> _The problem_: From the line with "let elapsed = started.elapsed().as_secs_f64();" to the line with "assert!(!runner.is_cancelled());", retype every line exactly, including those two, and leave out the rest of the data below.

> _Input data_:
//! Curation error types.

use std::fmt;
use std::path::PathBuf;

use thiserror::Error;

use curator_media::MediaError;

pub type CurationResult<T> = Result<T, CurationError>;

/// Pipeline stage an error came from.
#[derive(Debug, Clone, Copy, PartialEq, Eq)]
pub enum Stage {
    Probe,
    Normalize,
    Segment,
    Assemble,
    Deliver,
}

impl Stage {
    /// Label used in logs and metrics.
    pub fn as_str(&self) -> &'static str {
        match self {
            Stage::Probe => "probe",
            Stage::Normalize => "normalize",
            Stage::Segment => "segment",
            Stage::Assemble => "assemble",
            Stage::Deliver => "deliver",
        }
    }
}

impl fmt::Display for Stage {
    fn fmt(&self, f: &mut fmt::Formatter<'_>) -> fmt::Result {
        f.write_str(self.as_str())
    }
}

#[derive(Debug, Error)]
pub enum CurationError {
    #[error("Invalid input {}: {source}", .path.display())]
    InvalidInput {
        path: PathBuf,
        #[source]
        source: MediaError,
    },

    #[error("{stage} failed for {}: {source}", .path.display())]
    Processing {
        stage: Stage,
        path: PathBuf,
        #[source]
        source: MediaError,
    },

    #[error("Delivery failed for {key}: {message}")]
    Delivery { key: String, message: String },

    #[error("Curation cancelled")]
    Cancelled,

    #[error("Configuration error: {0}")]
    Config(String),

    #[error("IO error: {0}")]
    Io(#[from] std::io::Error),
}

impl CurationError {
    /// Classify a media error raised while working on `path`.
    ///
    /// Cancellation and configuration errors map to their own variants;
    /// errors describing the file become `InvalidInput`.
    pub fn from_media(stage: Stage, path: impl Into<PathBuf>, source: MediaError) -> Self {
        match source {
            MediaError::Cancelled => Self::Cancelled,
            MediaError::InvalidConfig(message) => Self::Config(message),
            source if source.is_input_error() => Self::InvalidInput {
                path: path.into(),
                source,
            },
            source => Self::Processing {
                stage,
                path: path.into(),
                source,
            },
        }
    }

    pub fn config(msg: impl Into<String>) -> Self {
        Self::Config(msg.into())
    }

    pub fn delivery(key: impl Into<String>, msg: impl Into<String>) -> Self {
        Self::Delivery {
            key: key.into(),
            message: msg.into(),
        }
    }

    /// Stage the error is attributed to, if any.
    pub fn stage(&self) -> Option<Stage> {
        match self {
            CurationError::Processing { stage, .. } => Some(*stage),
            CurationError::Delivery { .. } => Some(Stage::Deliver),
            _ => None,
        }
    }

    /// Check if error is retryable.
    ///
    /// Processing and delivery failures may be transient; input and
    /// configuration errors will fail the same way again.
    pub fn is_retryable(&self) -> bool {
        matches!(
            self,
            CurationError::Processing { .. } | CurationError::Delivery { .. } | CurationError::Io(_)
        )
    }

    /// Short label for metrics.
    pub fn kind(&self) -> &'static str {
        match self {
            CurationError::InvalidInput { .. } => "invalid_input",
            CurationError::Processing { .. } => "processing",
            CurationError::Delivery { .. } => "delivery",
            CurationError::Cancelled => "cancelled",
            CurationError::Config(_) => "config",
            CurationError::Io(_) => "io",
        }
    }
}
//! Curation pipeline: normalize, segment, merge, assemble and deliver.

use std::path::{Path, PathBuf};
use std::time::Instant;

use serde::Serialize;
use tempfile::TempDir;
use tokio::sync::watch;
use tracing::{debug, Instrument};

use curator_media::{
    assemble_clip, cancel_requested, detect_motion, merge_intervals, normalize_frame_rate,
    plan_segments, planned_duration, probe_video, AssembleOptions, AssemblyOutcome, FfmpegRunner,
    MediaError, MotionAnalysis, VideoInfo,
};
use curator_models::{unique_clip_key, CurationOutcome, MotionTrace, OutputClip};

use crate::config::CuratorConfig;
use crate::delivery::{ClipSink, DeliveredClip};
use crate::error::{CurationError, CurationResult, Stage};
use crate::logging::RunLogger;
use crate::metrics;

/// File name of the normalized copy inside a run directory.
const NORMALIZED_FILE: &str = "normalized.mp4";

/// Segmentation results for one source, without assembly.
#[derive(Debug, Clone, Serialize)]
pub struct MotionReport {
    pub source: PathBuf,
    pub fps: f64,
    pub total_frames: u64,
    pub sampled_frames: u64,
    pub motion_frames: u64,
    pub source_duration_secs: f64,
    /// Intervals as emitted by the segmenter
    pub raw: MotionTrace,
    /// Intervals after merging
    pub merged: MotionTrace,
    /// Duration the assembled clip would have
    pub projected_duration_secs: f64,
}

/// Result of curating and delivering one source.
#[derive(Debug, Clone, Serialize)]
pub struct CurationReport {
    pub run_id: String,
    pub source: PathBuf,
    pub outcome: CurationOutcome,
    pub delivered: Option<DeliveredClip>,
    pub elapsed_secs: f64,
}

/// Normalized and segmented source, kept alive by its run directory.
struct Segmented {
    _run_dir: TempDir,
    normalized: PathBuf,
    info: VideoInfo,
    analysis: MotionAnalysis,
    merged: MotionTrace,
}

/// Runs the curation stages for one source at a time.
#[derive(Debug, Clone)]
pub struct CurationPipeline {
    config: CuratorConfig,
    cancel_rx: Option<watch::Receiver<bool>>,
}

impl CurationPipeline {
    /// Create a pipeline after validating `config`.
    pub fn new(config: CuratorConfig) -> CurationResult<Self> {
        config.validate().map_err(CurationError::Config)?;
        Ok(Self {
            config,
            cancel_rx: None,
        })
    }

    /// Stop work when the signal turns `true`.
    pub fn with_cancel(mut self, cancel_rx: watch::Receiver<bool>) -> Self {
        self.cancel_rx = Some(cancel_rx);
        self
    }

    pub fn config(&self) -> &CuratorConfig {
        &self.config
    }

    fn runner(&self) -> FfmpegRunner {
        let mut runner = FfmpegRunner::new();
        if let Some(timeout) = self.config.ffmpeg_timeout {
            runner = runner.with_timeout(timeout.as_secs());
        }
        if let Some(cancel_rx) = &self.cancel_rx {
            runner = runner.with_cancel(cancel_rx.clone());
        }
        runner
    }

    fn ensure_not_cancelled(&self) -> CurationResult<()> {
        if cancel_requested(self.cancel_rx.as_ref()) {
            return Err(CurationError::Cancelled);
        }
        Ok(())
    }

    async fn run_dir(&self) -> CurationResult<TempDir> {
        tokio::fs::create_dir_all(&self.config.work_dir).await?;
        let dir = tempfile::Builder::new()
            .prefix("curator-run-")
            .tempdir_in(&self.config.work_dir)?;
        Ok(dir)
    }

    /// Probe, normalize, segment and merge `source`.
    async fn segment(&self, source: &Path, logger: &RunLogger) -> CurationResult<Segmented> {
        let runner = self.runner();

        let started = Instant::now();
        let source_info = probe_video(source)
            .await
            .map_err(|e| CurationError::from_media(Stage::Probe, source, e))?;
        if source_info.duration <= 0.0 || source_info.width == 0 || source_info.height == 0 {
            return Err(CurationError::from_media(
                Stage::Probe,
                source,
                MediaError::invalid_video("Video has no duration or no picture"),
            ));
        }
        debug!(
            duration = source_info.duration,
            fps = source_info.fps,
            width = source_info.width,
            height = source_info.height,
            has_audio = source_info.has_audio,
            "Probed source"
        );
        finish_stage(logger, Stage::Probe, started);

        self.ensure_not_cancelled()?;
        let started = Instant::now();
        let run_dir = self.run_dir().await?;
        let normalized = run_dir.path().join(NORMALIZED_FILE);
        normalize_frame_rate(source, &normalized, &self.config.normalize_options(), &runner)
            .await
            .map_err(|e| CurationError::from_media(Stage::Normalize, source, e))?;
        let info = probe_video(&normalized)
            .await
            .map_err(|e| CurationError::from_media(Stage::Normalize, source, e))?;
        finish_stage(logger, Stage::Normalize, started);

        self.ensure_not_cancelled()?;
        let started = Instant::now();
        let analysis = detect_motion(
            &normalized,
            &info,
            &self.config.motion,
            self.cancel_rx.as_ref(),
        )
        .await
        .map_err(|e| CurationError::from_media(Stage::Segment, source, e))?;
        let merged = merge_intervals(&analysis.trace, self.config.merge_gap_secs);
        metrics::record_intervals(analysis.trace.len(), merged.len());
        logger.log_progress(&format!(
            "{} motion intervals, {} after merging",
            analysis.trace.len(),
            merged.len()
        ));
        finish_stage(logger, Stage::Segment, started);

        Ok(Segmented {
            _run_dir: run_dir,
            normalized,
            info,
            analysis,
            merged,
        })
    }

    /// Segment `source` and report the intervals without writing a clip.
    pub async fn analyze(&self, source: &Path) -> CurationResult<MotionReport> {
        let logger = RunLogger::new(source);
        let span = logger.create_span();

        async {
            logger.log_start("analysis only");
            let result = self.segment(source, &logger).await;
            let segmented = observe_failure(&logger, result)?;

            let fps = segmented.analysis.fps;
            let projected = planned_duration(&plan_segments(&segmented.merged, fps), fps);

            logger.log_completion(&format!("projected {:.2}s of output", projected));

            Ok(MotionReport {
                source: source.to_path_buf(),
                fps,
                total_frames: segmented.analysis.total_frames,
                sampled_frames: segmented.analysis.sampled_frames,
                motion_frames: segmented.analysis.motion_frames,
                source_duration_secs: segmented.analysis.source_duration(),
                raw: segmented.analysis.trace,
                merged: segmented.merged,
                projected_duration_secs: projected,
            })
        }
        .instrument(span)
        .await
    }

    /// Curate `source` into `destination`.
    ///
    /// Returns `NoMotion` without creating `destination` when nothing
    /// moves. On failure nothing is left at `destination`.
    pub async fn curate(&self, source: &Path, destination: &Path) -> CurationResult<CurationOutcome> {
        let logger = RunLogger::new(source);
        self.curate_logged(source, destination, &logger).await
    }

    async fn curate_logged(
        &self,
        source: &Path,
        destination: &Path,
        logger: &RunLogger,
    ) -> CurationResult<CurationOutcome> {
        let span = logger.create_span();

        async {
            logger.log_start(&format!("writing to {}", destination.display()));
            let result = self.curate_inner(source, destination, logger).await;
            let outcome = observe_failure(logger, result)?;

            match &outcome {
                CurationOutcome::Curated(clip) => {
                    metrics::record_output(clip.duration_secs);
                    logger.log_completion(&format!(
                        "{:.2}s clip from {} intervals",
                        clip.duration_secs, clip.interval_count
                    ));
                }
                CurationOutcome::NoMotion {
                    source_duration_secs,
                } => {
                    logger.log_completion(&format!(
                        "no motion in {:.2}s of footage",
                        source_duration_secs
                    ));
                }
            }
            Ok(outcome)
        }
        .instrument(span)
        .await
    }

    async fn curate_inner(
        &self,
        source: &Path,
        destination: &Path,
        logger: &RunLogger,
    ) -> CurationResult<CurationOutcome> {
        let segmented = self.segment(source, logger).await?;
        let source_duration_secs = segmented.analysis.source_duration();

        self.ensure_not_cancelled()?;
        let started = Instant::now();

        if let Some(parent) = destination.parent().filter(|p| !p.as_os_str().is_empty()) {
            tokio::fs::create_dir_all(parent).await?;
        }

        let options = AssembleOptions::for_source(&segmented.info, self.config.encoding.clone());
        let assembled = assemble_clip(
            &segmented.normalized,
            &segmented.merged,
            destination,
            &options,
            &self.runner(),
        )
        .await
        .map_err(|e| CurationError::from_media(Stage::Assemble, source, e))?;
        finish_stage(logger, Stage::Assemble, started);

        let outcome = match assembled {
            AssemblyOutcome::Written {
                path,
                duration_secs,
                segments,
            } => CurationOutcome::Curated(OutputClip {
                path,
                duration_secs,
                interval_count: segments,
                fps: options.fps,
            }),
            AssemblyOutcome::NothingToOutput => CurationOutcome::NoMotion {
                source_duration_secs,
            },
        };

        metrics::record_video(outcome.label(), source_duration_secs);
        Ok(outcome)
    }

    /// Curate `source` and hand the clip to `sink` under a unique key.
    pub async fn process(&self, source: &Path, sink: &dyn ClipSink) -> CurationResult<CurationReport> {
        let started = Instant::now();
        let logger = RunLogger::new(source);

        let out_dir = self.run_dir().await?;
        let destination = out_dir.path().join("curated.mp4");

        let outcome = self.curate_logged(source, &destination, &logger).await?;

        let (outcome, delivered) = match outcome {
            CurationOutcome::Curated(mut clip) => {
                self.ensure_not_cancelled()?;
                let key = unique_clip_key(&self.config.clip_prefix, &clip_file_name(source));

                let deliver_started = Instant::now();
                let result = sink.deliver(&clip.path, &key).await;
                metrics::record_delivery(sink.name(), result.is_ok());
                let delivered = observe_failure(&logger, result)?;
                finish_stage(&logger, Stage::Deliver, deliver_started);

                clip.path = PathBuf::from(&delivered.location);
                (CurationOutcome::Curated(clip), Some(delivered))
            }
            no_motion => (no_motion, None),
        };

        Ok(CurationReport {
            run_id: logger.run_id().to_string(),
            source: source.to_path_buf(),
            outcome,
            delivered,
            elapsed_secs: started.elapsed().as_secs_f64(),
        })
    }
}

/// Log and count a failed run, passing the result through.
fn observe_failure<T>(logger: &RunLogger, result: CurationResult<T>) -> CurationResult<T> {
    if let Err(e) = &result {
        match e {
            CurationError::Cancelled => logger.log_warning("cancelled"),
            _ => logger.log_error(&e.to_string()),
        }
        metrics::record_failure(e.kind(), e.stage().map(|s| s.as_str()));
    }
    result
}

fn finish_stage(logger: &RunLogger, stage: Stage, started: Instant) {
    let elapsed = started.elapsed().as_secs_f64();
    metrics::record_stage(stage.as_str(), elapsed);
    logger.log_stage(stage.as_str(), elapsed);
}

/// Name used to derive the delivery key; clips are always MP4.
fn clip_file_name(source: &Path) -> String {
    let stem = source
        .file_stem()
        .and_then(|s| s.to_str())
        .filter(|s| !s.is_empty())
        .unwrap_or("clip");
    format!("{}.mp4", stem)
}

#[cfg(test)]
mod tests {
    use super::*;
    use curator_models::MotionInterval;
    use std::time::Duration;

    #[test]
    fn test_new_rejects_invalid_config() {
        let mut config = CuratorConfig::default();
        config.target_fps = 0;
        let err = CurationPipeline::new(config).unwrap_err();
        assert!(matches!(err, CurationError::Config(_)));
    }

    #[test]
    fn test_runner_carries_cancel_signal() {
        let (tx, rx) = watch::channel(false);
        let mut config = CuratorConfig::default();
        config.ffmpeg_timeout = Some(Duration::from_secs(30));

        let pipeline = CurationPipeline::new(config).unwrap().with_cancel(rx);
        let runner = pipeline.runner();
        assert!(!runner.is_cancelled());
        assert!(pipeline.ensure_not_cancelled().is_ok());

        tx.send(true).unwrap();
        assert!(runner.is_cancelled());
        assert!(matches!(
            pipeline.ensure_not_cancelled(),
            Err(CurationError::Cancelled)
        ));
    }

    #[test]
    fn test_clip_file_name() {
        assert_eq!(clip_file_name(Path::new("/in/cam1.mov")), "cam1.mp4");
        assert_eq!(clip_file_name(Path::new("footage")), "footage.mp4");
        assert_eq!(clip_file_name(Path::new("/")), "clip.mp4");
    }

    #[tokio::test]
    async fn test_missing_source_is_invalid_input() {
        let work = TempDir::new().unwrap();
        let mut config = CuratorConfig::default();
        config.work_dir = work.path().join("work");

        let pipeline = CurationPipeline::new(config).unwrap();
        let source = work.path().join("missing.mp4");
        let destination = work.path().join("out.mp4");

        let err = pipeline.curate(&source, &destination).await.unwrap_err();
        assert!(matches!(err, CurationError::InvalidInput { .. }));
        assert!(!destination.exists());
    }

    #[test]
    fn test_reports_serialize() {
        let trace = MotionTrace::from_ordered(vec![MotionInterval::new(1.0, 2.0).unwrap()]).unwrap();
        let report = MotionReport {
            source: PathBuf::from("in.mp4"),
            fps: 30.0,
            total_frames: 300,
            sampled_frames: 300,
            motion_frames: 30,
            source_duration_secs: 10.0,
            raw: trace.clone(),
            merged: trace,
            projected_duration_secs: 1.0,
        };
        let json = serde_json::to_value(&report).unwrap();
        assert_eq!(json["total_frames"], 300);
        assert!(json["merged"].is_array());

        let report = CurationReport {
            run_id: "run".to_string(),
            source: PathBuf::from("in.mp4"),
            outcome: CurationOutcome::NoMotion {
                source_duration_secs: 10.0,
            },
            delivered: None,
            elapsed_secs: 0.5,
        };
        let json = serde_json::to_value(&report).unwrap();
        assert_eq!(json["outcome"]["outcome"], "no_motion");
        assert!(json["delivered"].is_null());
    }
}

> _Solution for this task_:
    let elapsed = started.elapsed().as_secs_f64();
    metrics::record_stage(stage.as_str(), elapsed);
    logger.log_stage(stage.as_str(), elapsed);
}

/// Name used to derive the delivery key; clips are always MP4.
fn clip_file_name(source: &Path) -> String {
    let stem = source
        .file_stem()
        .and_then(|s| s.to_str())
        .filter(|s| !s.is_empty())
        .unwrap_or("clip");
    format!("{}.mp4", stem)
}

#[cfg(test)]
mod tests {
    use super::*;
    use curator_models::MotionInterval;
    use std::time::Duration;

    #[test]
    fn test_new_rejects_invalid_config() {
        let mut config = CuratorConfig::default();
        config.target_fps = 0;
        let err = CurationPipeline::new(config).unwrap_err();
        assert!(matches!(err, CurationError::Config(_)));
    }

    #[test]
    fn test_runner_carries_cancel_signal() {
        let (tx, rx) = watch::channel(false);
        let mut config = CuratorConfig::default();
        config.ffmpeg_timeout = Some(Duration::from_secs(30));

        let pipeline = CurationPipeline::new(config).unwrap().with_cancel(rx);
        let runner = pipeline.runner();
        assert!(!runner.is_cancelled());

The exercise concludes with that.